YARN Timeline server in Hadoop 3.x
The job history server in MapReduce provides the information about all the current and historical MapReduce. jobs details. The job history server was only able to capture the information about MapReduce jobs and it was not able to capture YARN level events and metrics. As we know, YARN has a capability to run applications other than MapReduce and thus, there was a need to have a YARN-specific application that can capture information about all the applications. The YARN Timeline server is responsible for retrieving current as well as historic information about applications. The metrics and information collected through a YARN Timeline server are generic in nature and hence have a common structure that helps in debugging the logs and capturing other metrics for any specific use. The Timeline server captures two types of information, which are as follows:
- Application information: The application is submitted to the queue by the user and each application can have multiple application attempts. Each application attempt can launch multiple containers to complete the job. The Timeline server captures and provides detailed information and logs for each step involved in the application life cycle. It also provides a web interface to view the information.
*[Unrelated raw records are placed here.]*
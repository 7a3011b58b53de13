//! External tool checks.
//!
//! `yt-dlp` comes from pip, players from the Termux package manager.

use std::process::{Command, Stdio};

use crate::config::Settings;
use crate::error::{Error, Result};

/// Whether `program` resolves on `PATH`.
pub fn is_installed(program: &str) -> bool {
    which::which(program).is_ok()
}

/// Package providing a player binary.
pub fn player_package(player: &str) -> &str {
    if player == "ffplay" {
        "ffmpeg"
    } else {
        player
    }
}

/// How a tool gets installed.
#[derive(Debug, Clone, Copy, PartialEq, Eq)]
pub enum Installer {
    /// `python3 -m pip install <package>`
    Pip,
    /// `pkg install <package> -y`
    Pkg,
}

impl Installer {
    /// Command line installing `package`.
    pub fn command(self, package: &str) -> Vec<String> {
        match self {
            Self::Pip => ["python3", "-m", "pip", "install", package].map(String::from).to_vec(),
            Self::Pkg => ["pkg", "install", package, "-y"].map(String::from).to_vec(),
        }
    }

    /// Run the installer quietly.
    pub fn install(self, package: &str) -> Result<()> {
        let argv = self.command(package);
        let Some((program, args)) = argv.split_first() else {
            return Err(Error::MissingTool(package.to_string()));
        };
        tracing::info!("Installing {package} via {program}");

        let status = Command::new(program)
            .args(args)
            .stdin(Stdio::null())
            .stdout(Stdio::null())
            .stderr(Stdio::null())
            .status()
            .map_err(|_| Error::MissingTool(program.clone()))?;
        if status.success() {
            Ok(())
        } else {
            Err(Error::Msg(format!("installing {package} failed with {status}")))
        }
    }
}

/// Package installs that set up the downloader and `player`, in order.
pub fn install_steps(player: &str) -> [(Installer, &str); 2] {
    [(Installer::Pip, "yt-dlp"), (Installer::Pkg, player_package(player))]
}

/// Make sure the downloader and the configured player are available.
///
/// Missing tools are announced; they are installed only with `auto_install`.
pub fn check_dependencies(settings: &Settings) {
    if !is_installed("yt-dlp") {
        println!("📦 Installing yt-dlp...");
        if settings.auto_install {
            if let Err(e) = Installer::Pip.install("yt-dlp") {
                tracing::warn!("{e}");
            }
        }
    }

    let player = settings.media_player.as_str();
    if !is_installed(player) {
        println!("📦 Installing {player}...");
        if settings.auto_install {
            if let Err(e) = Installer::Pkg.install(player_package(player)) {
                tracing::warn!("{e}");
            }
        }
    }
}

#[cfg(test)]
mod tests {
    #![allow(clippy::expect_used, clippy::unwrap_used, clippy::panic)]

    use super::*;

    #[test]
    fn ffplay_comes_from_ffmpeg() {
        assert_eq!(player_package("ffplay"), "ffmpeg");
        assert_eq!(player_package("mpv"), "mpv");
    }

    #[test]
    fn installer_commands() {
        assert_eq!(Installer::Pip.command("yt-dlp"), ["python3", "-m", "pip", "install", "yt-dlp"]);
        assert_eq!(Installer::Pkg.command("ffmpeg"), ["pkg", "install", "ffmpeg", "-y"]);
    }

    #[test]
    fn install_steps_cover_downloader_then_player() {
        let commands: Vec<_> = install_steps("ffplay").iter().map(|(i, p)| i.command(p)).collect();
        assert_eq!(commands[0], ["python3", "-m", "pip", "install", "yt-dlp"]);
        assert_eq!(commands[1], ["pkg", "install", "ffmpeg", "-y"]);
    }

    #[test]
    fn path_lookup() {
        assert!(is_installed("sh"));
        assert!(!is_installed("lyrics-shower-definitely-missing"));
    }
}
- Framework information: YARN is capable of launching different types of applications such as map-reduce, spark, Tez, and so on. A MapReduce job may contain information such as the number of map and reduce tasks. A Spark job may contain information such as the number of executors and cores. This information changes based on the framework from which the YARN job is submitted. The Timeline server provides a web interface and a REST API to access this information.
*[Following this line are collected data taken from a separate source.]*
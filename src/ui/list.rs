use ratatui::{
    layout::{Constraint, Direction, Layout},
    text::{Line, Span},
    widgets::Paragraph,
    Frame,
};

use super::{draw_footer, rule, split_footer, LyricsView};

/// Every line of the song; the view follows the current one.
pub fn draw(f: &mut Frame, view: &LyricsView<'_>) {
    let (main, footer) = split_footer(f.size());
    let chunks = Layout::default()
        .direction(Direction::Vertical)
        .constraints([Constraint::Length(4), Constraint::Min(1)])
        .split(main);

    f.render_widget(Paragraph::new(vec![rule(), Line::from("🎵 LYRICS"), rule()]), chunks[0]);

    let current = view.timeline.current();
    let body: Vec<Line> = view
        .timeline
        .lines()
        .iter()
        .enumerate()
        .map(|(i, line)| {
            if i == current {
                Line::from(Span::styled(format!("  ► {}", view.highlight), view.options.highlight_style()))
            } else {
                Line::from(format!("    {}", line.text))
            }
        })
        .collect();

    let offset = scroll_offset(current, body.len(), usize::from(chunks[1].height));
    let offset = u16::try_from(offset).unwrap_or(u16::MAX);
    f.render_widget(Paragraph::new(body).scroll((offset, 0)), chunks[1]);

    draw_footer(f, view, footer);
}

/// First visible row keeping `current` near the middle without scrolling past the end.
pub fn scroll_offset(current: usize, total: usize, height: usize) -> usize {
    if total <= height {
        return 0;
    }
    current.saturating_sub(height / 2).min(total - height)
}

#[cfg(test)]
mod tests {
    #![allow(clippy::expect_used, clippy::unwrap_used, clippy::panic)]

    use std::time::Duration;

    use super::*;
    use crate::lyrics::LyricLine;
    use crate::sync::LyricTimeline;
    use crate::types::DisplayMode;
    use crate::ui::test_support::render_rows;
    use crate::ui::RenderOptions;

    #[test]
    fn offset_centers_then_clamps() {
        assert_eq!(scroll_offset(3, 5, 10), 0);
        assert_eq!(scroll_offset(2, 40, 10), 0);
        assert_eq!(scroll_offset(20, 40, 10), 15);
        assert_eq!(scroll_offset(39, 40, 10), 30);
    }

    #[test]
    fn current_line_stays_visible() {
        let mut t = LyricTimeline::new(
            (0..50).map(|i| LyricLine::new(f64::from(i), format!("verse {i}"))).collect(),
        );
        t.advance(Duration::from_secs_f64(45.5));
        let view = LyricsView {
            timeline: &t,
            elapsed: Duration::from_secs_f64(45.5),
            options: RenderOptions { mode: DisplayMode::List, glitch: false, flash: false },
            highlight: "verse 45".to_string(),
        };
        let screen = render_rows(&view, 40, 20).join("\n");
        assert!(screen.contains("► verse 45"));
        assert!(screen.contains("verse 49"));
        assert!(!screen.contains("verse 0 "));
    }
}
In Hadoop version 3, there are major changes in the YARN Timeline server architecture. It addresses two major challenges that were in previous versions. They are solved in the current version, and are as follows:
- Scalability and reliability: The writer and reader in previous versions are limited to a single instance and thus it was difficult to handle a big cluster as the processing capabilities were limited. The current version of YARN in Hadoop version 3 uses a distributed writer and scalable storage. The reader and writer are loosely coupled and the readers instances are responsible to serve read requests received via the REST API. The primary storage for the current version of the Timeline server is HBase because of its ability to deliver a fast response for read and write requests.
- Flows and aggregation: The application life cycle in YARN consists of various steps. YARN may launch a set of applications to complete a logical application life cycle. A single application can consist of many sub applications, and we need to have aggregated metrics of the application. YARN aggregates the metrics from all sub applications and their attempts and make it available as an aggregated report of a application.